カウンタウエイト7は、旋回フレーム5の後端に設けられている。カウンタウエイト7は、作業装置4との重量バランスをとる重量物として形成されている。カウンタウエイト7は、左,右方向の両側を前側に向けて湾曲させた円弧状の外周面7Aを有している。これにより、下部走行体2上で上部旋回体3が旋回動作を行ったときに、上部旋回体3の旋回半径が小さくなるように形成されている。
カウンタウエイト7は、左,右方向の中央に位置する中央ウエイト部7Bと、中央ウエイト部7Bの左側から前方に延びた左側方ウエイト部7Cと、中央ウエイト部7Bの右側から前方に延びた右側方ウエイト部7Dとにより構成されている。左側方ウエイト部7Cは、中央ウエイト部7Bよりも低い高さ寸法、例えば、旋回フレーム5の左サイドフレーム5Aと同等の高さ寸法もって形成されている。一方、右側方ウエイト部7Dも、左側方ウエイト部7Cと同等の高さ寸法をもって形成されている。これにより、カウンタウエイト7の左側には、中央ウエイト部7Bと左側方ウエイト部7Cとの高さ寸法の差によって、後述の左側面カバー14を配置するためのスペースが形成されている。一方、カウンタウエイト7の右側には、中央ウエイト部7Bと右側方ウエイト部7Dとの高さ寸法の差によって、後述の右側面カバー15を配置するためのスペースが形成されている。
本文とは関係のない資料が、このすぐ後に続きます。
use std::io::{self, Read};
use std::str::FromStr;

use chrono::{NaiveDate, NaiveTime};
use rust_decimal::Decimal;

use crate::ledger::Entry;
use crate::storage::Storage;
use crate::transaction::{Transaction, DATE_FORMAT, TIME_FORMAT};

pub fn date(s: &str) -> NaiveDate {
    NaiveDate::parse_from_str(s, DATE_FORMAT).expect("test date did not parse")
}

pub fn time(s: &str) -> NaiveTime {
    NaiveTime::parse_from_str(s, TIME_FORMAT).expect("test time did not parse")
}

pub fn dec(s: &str) -> Decimal {
    Decimal::from_str(s).expect("test amount did not parse")
}

pub fn trn(d: &str, t: &str, description: &str, vendor: &str, amount: &str) -> Transaction {
    Transaction::new(date(d), time(t), description, vendor, dec(amount))
}

pub fn entry(d: &str, t: &str, description: &str, vendor: &str, amount: &str) -> Entry {
    Entry {
        date: date(d),
        time: time(t),
        description: description.to_string(),
        vendor: vendor.to_string(),
        amount: dec(amount),
    }
}

/// In-memory `Storage` for tests.
pub struct MemoryStorage {
    content: Option<Vec<u8>>,
    fail_appends: bool,
}

impl MemoryStorage {
    /// Storage with nothing persisted yet.
    pub fn missing() -> Self {
        MemoryStorage {
            content: None,
            fail_appends: false,
        }
    }

    pub fn with_content(content: &str) -> Self {
        Self::with_bytes(content.as_bytes())
    }

    /// Storage holding raw bytes, which need not be valid UTF-8.
    pub fn with_bytes(content: &[u8]) -> Self {
        MemoryStorage {
            content: Some(content.to_vec()),
            fail_appends: false,
        }
    }

    /// Empty storage that rejects every append.
    pub fn failing() -> Self {
        MemoryStorage {
            content: Some(Vec::new()),
            fail_appends: true,
        }
    }

    pub fn content(&self) -> &str {
        std::str::from_utf8(self.content.as_deref().unwrap_or_default())
            .expect("test storage content is not UTF-8")
    }
}

impl Storage for MemoryStorage {
    fn reader(&self) -> io::Result<Option<Box<dyn Read + '_>>> {
        Ok(self
            .content
            .as_ref()
            .map(|c| Box::new(c.as_slice()) as Box<dyn Read + '_>))
    }

    fn append(&mut self, line: &str) -> io::Result<()> {
        if self.fail_appends {
            return Err(io::Error::new(io::ErrorKind::Other, "disk full"));
        }
        self.content
            .get_or_insert_with(Vec::new)
            .extend_from_slice(line.as_bytes());
        Ok(())
    }
}
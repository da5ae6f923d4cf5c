//! The in-memory ledger and its persistence.

use std::io;

use chrono::{NaiveDate, NaiveTime};
use rust_decimal::Decimal;
use thiserror::Error;

use crate::query::{Criteria, DateRange, Sign, TextMatch};
use crate::storage::Storage;
use crate::transaction::{Transaction, FIELD_SEPARATOR};

#[derive(Debug, Error)]
pub enum LoadError {
    #[error("reading journal: {0}")]
    Io(#[from] io::Error),
}

/// Rejected input to [`Ledger::add_deposit`] or [`Ledger::add_payment`]. The
/// ledger is unchanged.
#[derive(Debug, Error, PartialEq)]
pub enum ValidationError {
    #[error("amount must be greater than zero, got {0}")]
    NonPositiveAmount(Decimal),
    #[error("{field} must not contain '|' or line breaks")]
    ReservedCharacter { field: &'static str },
}

#[derive(Debug, Error)]
pub enum AddError {
    #[error(transparent)]
    Invalid(#[from] ValidationError),
    /// The transaction was added to the ledger in memory, but could not be
    /// written to storage. It is lost when the process exits.
    #[error("transaction recorded for this session only, writing journal failed: {0}")]
    NotPersisted(#[source] io::Error),
}

/// Outcome of [`Ledger::load`].
#[derive(Debug, Default, Eq, PartialEq)]
pub struct LoadSummary {
    /// Transactions read into the ledger.
    pub loaded: usize,
    /// Non-blank lines that could not be parsed and were left out.
    pub skipped: usize,
    /// True when nothing had been persisted yet.
    pub missing_source: bool,
}

/// User-entered details of a deposit or payment. `amount` is the positive
/// magnitude; the sign is decided by which `add_*` method receives it.
#[derive(Clone, Debug)]
pub struct Entry {
    pub date: NaiveDate,
    pub time: NaiveTime,
    pub description: String,
    pub vendor: String,
    pub amount: Decimal,
}

impl Entry {
    fn validate(&self) -> Result<(), ValidationError> {
        if self.amount <= Decimal::ZERO {
            return Err(ValidationError::NonPositiveAmount(self.amount));
        }
        Ok(())
    }

    fn into_transaction(self, amount: Decimal) -> Transaction {
        Transaction::new(self.date, self.time, self.description, self.vendor, amount)
    }
}

fn check_text(field: &'static str, value: &str) -> Result<(), ValidationError> {
    if value.contains(|c: char| c == FIELD_SEPARATOR || c == '\n' || c == '\r') {
        Err(ValidationError::ReservedCharacter { field })
    } else {
        Ok(())
    }
}

/// Transactions in the order they were recorded, backed by append-only
/// storage.
pub struct Ledger<S> {
    storage: S,
    transactions: Vec<Transaction>,
}

impl<S: Storage> Ledger<S> {
    /// Reads every persisted transaction from `storage`. Blank lines are
    /// ignored and malformed lines are skipped, so a damaged journal still
    /// loads whatever can be read.
    pub fn load(storage: S) -> Result<(Self, LoadSummary), LoadError> {
        let mut summary = LoadSummary::default();
        let mut transactions = Vec::new();

        match storage.reader()? {
            None => summary.missing_source = true,
            Some(reader) => {
                let mut csv_rdr = csv::ReaderBuilder::new()
                    .delimiter(FIELD_SEPARATOR as u8)
                    .has_headers(false)
                    .flexible(true)
                    .quoting(false)
                    .from_reader(reader);

                for result in csv_rdr.records() {
                    let record = match result {
                        Ok(record) => record,
                        Err(e) if e.is_io_error() => return Err(io::Error::from(e).into()),
                        Err(e) => {
                            tracing::warn!("skipping unreadable journal line: {}", e);
                            summary.skipped += 1;
                            continue;
                        }
                    };
                    let line = record.position().map_or(0, |pos| pos.line());
                    if record.len() == 1 && record[0].trim().is_empty() {
                        continue;
                    }
                    match Transaction::from_fields(record.iter()) {
                        Ok(trn) => transactions.push(trn),
                        Err(e) => {
                            tracing::warn!("skipping journal line {}: {}", line, e);
                            summary.skipped += 1;
                        }
                    }
                }
            }
        }

        summary.loaded = transactions.len();
        tracing::info!(
            "loaded {} transactions, skipped {} lines",
            summary.loaded,
            summary.skipped
        );

        Ok((
            Ledger {
                storage,
                transactions,
            },
            summary,
        ))
    }

    /// Records a deposit of `entry.amount`.
    pub fn add_deposit(&mut self, entry: Entry) -> Result<&Transaction, AddError> {
        entry.validate()?;
        let amount = entry.amount;
        self.add(entry.into_transaction(amount))
    }

    /// Records a payment of `entry.amount`, stored as a negative amount.
    pub fn add_payment(&mut self, entry: Entry) -> Result<&Transaction, AddError> {
        entry.validate()?;
        let amount = -entry.amount;
        self.add(entry.into_transaction(amount))
    }

    /// Appends `trn` to the ledger and then to storage. On
    /// [`AddError::NotPersisted`] the transaction stays in the ledger.
    pub fn add(&mut self, trn: Transaction) -> Result<&Transaction, AddError> {
        check_text("description", &trn.description)?;
        check_text("vendor", &trn.vendor)?;

        let line = trn.to_line();
        self.transactions.push(trn);
        if let Err(e) = self.storage.append(&line) {
            tracing::debug!("failed to append to journal: {}", e);
            return Err(AddError::NotPersisted(e));
        }
        tracing::debug!("appended {:?}", line.trim_end());
        Ok(&self.transactions[self.transactions.len() - 1])
    }

    /// Every transaction, in the order recorded.
    pub fn all(&self) -> &[Transaction] {
        &self.transactions
    }

    pub fn filter_by_sign(&self, sign: Sign) -> Vec<&Transaction> {
        self.select(|trn| sign.is_match(trn))
    }

    pub fn deposits(&self) -> Vec<&Transaction> {
        self.filter_by_sign(Sign::Deposit)
    }

    pub fn payments(&self) -> Vec<&Transaction> {
        self.filter_by_sign(Sign::Payment)
    }

    pub fn filter_by_date_range(&self, range: DateRange) -> Vec<&Transaction> {
        self.select(|trn| range.contains(trn.date))
    }

    /// Transactions whose vendor equals `name`, ignoring case. Unlike
    /// [`Criteria::vendor_contains`] this does not match substrings.
    pub fn filter_by_vendor(&self, name: &str) -> Vec<&Transaction> {
        let m = TextMatch::eq_ignore_case(name);
        self.select(|trn| m.matches_string(&trn.vendor))
    }

    pub fn custom_filter(&self, criteria: &Criteria) -> Vec<&Transaction> {
        self.select(|trn| criteria.is_match(trn))
    }

    fn select<F>(&self, pred: F) -> Vec<&Transaction>
    where
        F: Fn(&Transaction) -> bool,
    {
        self.transactions.iter().filter(|trn| pred(trn)).collect()
    }
}
use poise::CreateReply;

use super::utils::{
    embedded_messages::{self, DARK_GREEN, RED},
    song_manager::{QueueStatus, SessionSnapshot},
};
use super::{reply_error, voice_target};
use crate::{CommandResult, Context};

/// What to say when pause/unpause didn't take effect.
fn not_applied(snapshot: &SessionSnapshot, action: &str) -> CreateReply {
    if snapshot.status == QueueStatus::Downloading {
        embedded_messages::still_downloading()
    } else if snapshot.current().is_none() {
        embedded_messages::nothing_playing()
    } else {
        embedded_messages::simple(format!("❌ Nothing to {}", action), None, RED)
    }
}

/// Pause the song that's currently playing.
#[poise::command(slash_command, guild_only, category = "Music", user_cooldown = 5)]
pub async fn pause(ctx: Context<'_>) -> CommandResult {
    if voice_target(ctx).await?.is_none() {
        return Ok(());
    }

    let songs = &ctx.data().songs;
    let paused = match songs.pause().await {
        Ok(paused) => paused,
        Err(e) => return reply_error(ctx, e).await,
    };
    let snapshot = songs.snapshot().await?;

    let reply = match (paused, snapshot.current()) {
        (true, Some(item)) => embedded_messages::track(item, "⏸️ Paused", DARK_GREEN),
        _ => not_applied(&snapshot, "pause"),
    };
    ctx.send(reply).await?;
    Ok(())
}

/// Unpause the current song.
#[poise::command(slash_command, guild_only, category = "Music", user_cooldown = 5)]
pub async fn unpause(ctx: Context<'_>) -> CommandResult {
    if voice_target(ctx).await?.is_none() {
        return Ok(());
    }

    let songs = &ctx.data().songs;
    let resumed = match songs.unpause().await {
        Ok(resumed) => resumed,
        Err(e) => return reply_error(ctx, e).await,
    };
    let snapshot = songs.snapshot().await?;

    let reply = match (resumed, snapshot.current()) {
        (true, Some(item)) => embedded_messages::track(item, "▶️ Now Playing", DARK_GREEN),
        _ => not_applied(&snapshot, "unpause"),
    };
    ctx.send(reply).await?;
    Ok(())
}
use crate::{CommandResult, Context};

/// Turn level-up notifications on or off.
#[poise::command(
    slash_command,
    guild_only,
    category = "Leveling",
    subcommands("on", "off"),
    subcommand_required
)]
pub async fn levelnotifs(_ctx: Context<'_>) -> CommandResult {
    Ok(())
}

async fn set(ctx: Context<'_>, enabled: bool) -> CommandResult {
    ctx.data()
        .database
        .set_level_notifs(ctx.author().id, enabled)?;

    let state = if enabled { "enabled" } else { "disabled" };
    ctx.send(
        poise::CreateReply::default()
            .content(format!("Leveling notifications {}.", state))
            .ephemeral(true),
    )
    .await?;
    Ok(())
}

/// Get a message when you level up.
#[poise::command(slash_command, guild_only)]
pub async fn on(ctx: Context<'_>) -> CommandResult {
    set(ctx, true).await
}

/// Stop getting level-up messages.
#[poise::command(slash_command, guild_only)]
pub async fn off(ctx: Context<'_>) -> CommandResult {
    set(ctx, false).await
}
作動油タンク8は、作業装置4の右側に位置して旋回フレーム5の前,後方向の中間位置に設けられている。作動油タンク8は、上,下方向に長尺な直方体状のタンクとして形成され、作動油タンク8の内部には、油圧アクチュエータに供給される作動油が貯留されている。
燃料タンク9は、作動油タンク8の右側に隣接して旋回フレーム5上に配設されている。燃料タンク9は、上,下方向に長尺な直方体状のタンクとして形成され、燃料タンク9の内部には、エンジン10に供給される燃料が貯留されている。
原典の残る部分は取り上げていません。